**PROBLEM DETAILS**
Every record, from first to last, should be retyped word for word.

######

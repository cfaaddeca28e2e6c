pub mod handlers;
pub mod router;
pub mod models;
pub mod services;

pub use models::*;
pub use services::*;

pub use services::schedule::{
    ampm_to_time24, expand_weekdays_to_dates, parse_weekday, resolve_bookable_slots,
    time24_to_ampm, upcoming_dates, DoctorAvailability, ScheduleError, SlotRange, SlotTime,
};
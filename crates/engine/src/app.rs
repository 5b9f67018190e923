//! Application state and composition.

use std::sync::Arc;

use squadbldr_domain::Character;

use crate::infrastructure::ports::{ClockPort, LlmPort, RosterRecord, RosterSource, RosterSourceError};
use crate::stores::{RosterStore, SavedTeamSetStore, SelectionStore};
use crate::use_cases::{
    AdminCapability, RosterAdmin, RosterView, SelectionUseCases, TeamUseCases,
};

/// Main application state.
///
/// Holds the session stores and use cases. The presentation layer (UI,
/// server, whatever composes this) drives it in response to user actions
/// and is responsible for serializing generation calls - at most one
/// oracle request may be in flight per selection context.
pub struct App {
    pub roster: Arc<RosterStore>,
    pub selection: Arc<SelectionStore>,
    pub saved_team_sets: Arc<SavedTeamSetStore>,
    pub selections: SelectionUseCases,
    pub view: RosterView,
    pub teams: TeamUseCases,
}

impl App {
    /// Create a new App with all dependencies wired up.
    pub fn new(llm: Arc<dyn LlmPort>, clock: Arc<dyn ClockPort>) -> Self {
        let roster = Arc::new(RosterStore::new());
        let selection = Arc::new(SelectionStore::new());
        let saved_team_sets = Arc::new(SavedTeamSetStore::new());

        let selections = SelectionUseCases::new(roster.clone(), selection.clone());
        let view = RosterView::new(roster.clone());
        let teams = TeamUseCases::new(
            llm,
            clock,
            roster.clone(),
            selection.clone(),
            saved_team_sets.clone(),
        );

        Self {
            roster,
            selection,
            saved_team_sets,
            selections,
            view,
            teams,
        }
    }

    /// Fetch the initial character collection from the roster source and
    /// install it. A failure here is a blocking error state for the rest of
    /// the system; the caller decides how to surface it.
    pub async fn load_roster(
        &self,
        source: &dyn RosterSource,
    ) -> Result<usize, RosterSourceError> {
        let records = source.load().await?;
        let characters: Vec<Character> = records
            .into_iter()
            .map(RosterRecord::into_character)
            .collect();
        let count = characters.len();
        self.roster.replace_all(characters).await;
        tracing::info!(count, "Roster loaded");
        Ok(count)
    }

    /// Construct the mutation-exposing roster handle. The capability token
    /// is minted by the surrounding system after its own authorization
    /// check; the engine exposes all operations unconditionally to holders.
    pub fn admin(&self, capability: AdminCapability) -> RosterAdmin {
        RosterAdmin::new(self.roster.clone(), self.selection.clone(), capability)
    }
}
//! LLM integration test helpers for Ollama.
//!
//! Utilities for running integration tests against a local Ollama instance.
//! All tests using these helpers are `#[ignore]`d by default; run them with
//! `cargo test -p squadbldr-engine -- --ignored` and a local model pulled.

use crate::infrastructure::ollama::OllamaClient;
use crate::infrastructure::ports::{ChatMessage, LlmPort, LlmRequest};

/// Creates an OllamaClient configured for integration testing.
///
/// Uses environment variables for configuration:
/// - `OLLAMA_BASE_URL`: Base URL for Ollama (default: http://localhost:11434)
/// - `OLLAMA_MODEL`: Model to use
pub fn create_test_ollama_client() -> OllamaClient {
    OllamaClient::from_env()
}

/// Check if Ollama is available for integration tests.
pub async fn ollama_available() -> bool {
    let client = create_test_ollama_client();

    // Try a minimal request to check availability
    let request = LlmRequest::new(vec![ChatMessage::user("Hi")])
        .with_temperature(0.0)
        .with_max_tokens(Some(5));

    client.generate(request).await.is_ok()
}
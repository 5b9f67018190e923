//! SquadBldr Engine library.
//!
//! Core of the team-composition workflow: the authoritative roster, the
//! selection set, the generation orchestrator that delegates balancing to an
//! external LLM oracle, and the saved-team-set store.
//!
//! ## Structure
//!
//! - `stores/` - In-memory session state (roster, selection, saved sets)
//! - `use_cases/` - User story orchestration across stores and ports
//! - `infrastructure/` - External dependency ports and adapters
//! - `app` - Application composition
//!
//! The presentation layer is an external collaborator: a UI or server
//! composes [`App`] and drives these use cases in response to user actions.

pub mod app;
pub mod infrastructure;
pub mod stores;
pub mod use_cases;

/// Test fixtures for oracle-path and integration testing.
#[cfg(test)]
pub mod test_fixtures;

pub use app::App;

######

**EXPECTED ANSWER**
repository cfaaddeca28e2e6c
pub mod handlers;
pub mod router;
pub mod models;
pub mod services;

pub use models::*;
pub use services::*;

pub use services::schedule::{
    ampm_to_time24, expand_weekdays_to_dates, parse_weekday, resolve_bookable_slots,
    time24_to_ampm, upcoming_dates, DoctorAvailability, ScheduleError, SlotRange, SlotTime,
};
filename crates/engine/src/app.rs
repository 5b9f67018190e923
//! Application state and composition.

use std::sync::Arc;

use squadbldr_domain::Character;

use crate::infrastructure::ports::{ClockPort, LlmPort, RosterRecord, RosterSource, RosterSourceError};
use crate::stores::{RosterStore, SavedTeamSetStore, SelectionStore};
use crate::use_cases::{
    AdminCapability, RosterAdmin, RosterView, SelectionUseCases, TeamUseCases,
};

/// Main application state.
///
/// Holds the session stores and use cases. The presentation layer (UI,
/// server, whatever composes this) drives it in response to user actions
/// and is responsible for serializing generation calls - at most one
/// oracle request may be in flight per selection context.
pub struct App {
    pub roster: Arc<RosterStore>,
    pub selection: Arc<SelectionStore>,
    pub saved_team_sets: Arc<SavedTeamSetStore>,
    pub selections: SelectionUseCases,
    pub view: RosterView,
    pub teams: TeamUseCases,
}

impl App {
    /// Create a new App with all dependencies wired up.
    pub fn new(llm: Arc<dyn LlmPort>, clock: Arc<dyn ClockPort>) -> Self {
        let roster = Arc::new(RosterStore::new());
        let selection = Arc::new(SelectionStore::new());
        let saved_team_sets = Arc::new(SavedTeamSetStore::new());

        let selections = SelectionUseCases::new(roster.clone(), selection.clone());
        let view = RosterView::new(roster.clone());
        let teams = TeamUseCases::new(
            llm,
            clock,
            roster.clone(),
            selection.clone(),
            saved_team_sets.clone(),
        );

        Self {
            roster,
            selection,
            saved_team_sets,
            selections,
            view,
            teams,
        }
    }

    /// Fetch the initial character collection from the roster source and
    /// install it. A failure here is a blocking error state for the rest of
    /// the system; the caller decides how to surface it.
    pub async fn load_roster(
        &self,
        source: &dyn RosterSource,
    ) -> Result<usize, RosterSourceError> {
        let records = source.load().await?;
        let characters: Vec<Character> = records
            .into_iter()
            .map(RosterRecord::into_character)
            .collect();
        let count = characters.len();
        self.roster.replace_all(characters).await;
        tracing::info!(count, "Roster loaded");
        Ok(count)
    }

    /// Construct the mutation-exposing roster handle. The capability token
    /// is minted by the surrounding system after its own authorization
    /// check; the engine exposes all operations unconditionally to holders.
    pub fn admin(&self, capability: AdminCapability) -> RosterAdmin {
        RosterAdmin::new(self.roster.clone(), self.selection.clone(), capability)
    }
}
//! LLM integration test helpers for Ollama.
//!
//! Utilities for running integration tests against a local Ollama instance.
//! All tests using these helpers are `#[ignore]`d by default; run them with
//! `cargo test -p squadbldr-engine -- --ignored` and a local model pulled.

use crate::infrastructure::ollama::OllamaClient;
use crate::infrastructure::ports::{ChatMessage, LlmPort, LlmRequest};

/// Creates an OllamaClient configured for integration testing.
///
/// Uses environment variables for configuration:
/// - `OLLAMA_BASE_URL`: Base URL for Ollama (default: http://localhost:11434)
/// - `OLLAMA_MODEL`: Model to use
pub fn create_test_ollama_client() -> OllamaClient {
    OllamaClient::from_env()
}

/// Check if Ollama is available for integration tests.
pub async fn ollama_available() -> bool {
    let client = create_test_ollama_client();

    // Try a minimal request to check availability
    let request = LlmRequest::new(vec![ChatMessage::user("Hi")])
        .with_temperature(0.0)
        .with_max_tokens(Some(5));

    client.generate(request).await.is_ok()
}
repository 5b9f67018190e923
//! SquadBldr Engine library.
//!
//! Core of the team-composition workflow: the authoritative roster, the
//! selection set, the generation orchestrator that delegates balancing to an
//! external LLM oracle, and the saved-team-set store.
//!
//! ## Structure
//!
//! - `stores/` - In-memory session state (roster, selection, saved sets)
//! - `use_cases/` - User story orchestration across stores and ports
//! - `infrastructure/` - External dependency ports and adapters
//! - `app` - Application composition
//!
//! The presentation layer is an external collaborator: a UI or server
//! composes [`App`] and drives these use cases in response to user actions.

pub mod app;
pub mod infrastructure;
pub mod stores;
pub mod use_cases;

/// Test fixtures for oracle-path and integration testing.
#[cfg(test)]
pub mod test_fixtures;

pub use app::App;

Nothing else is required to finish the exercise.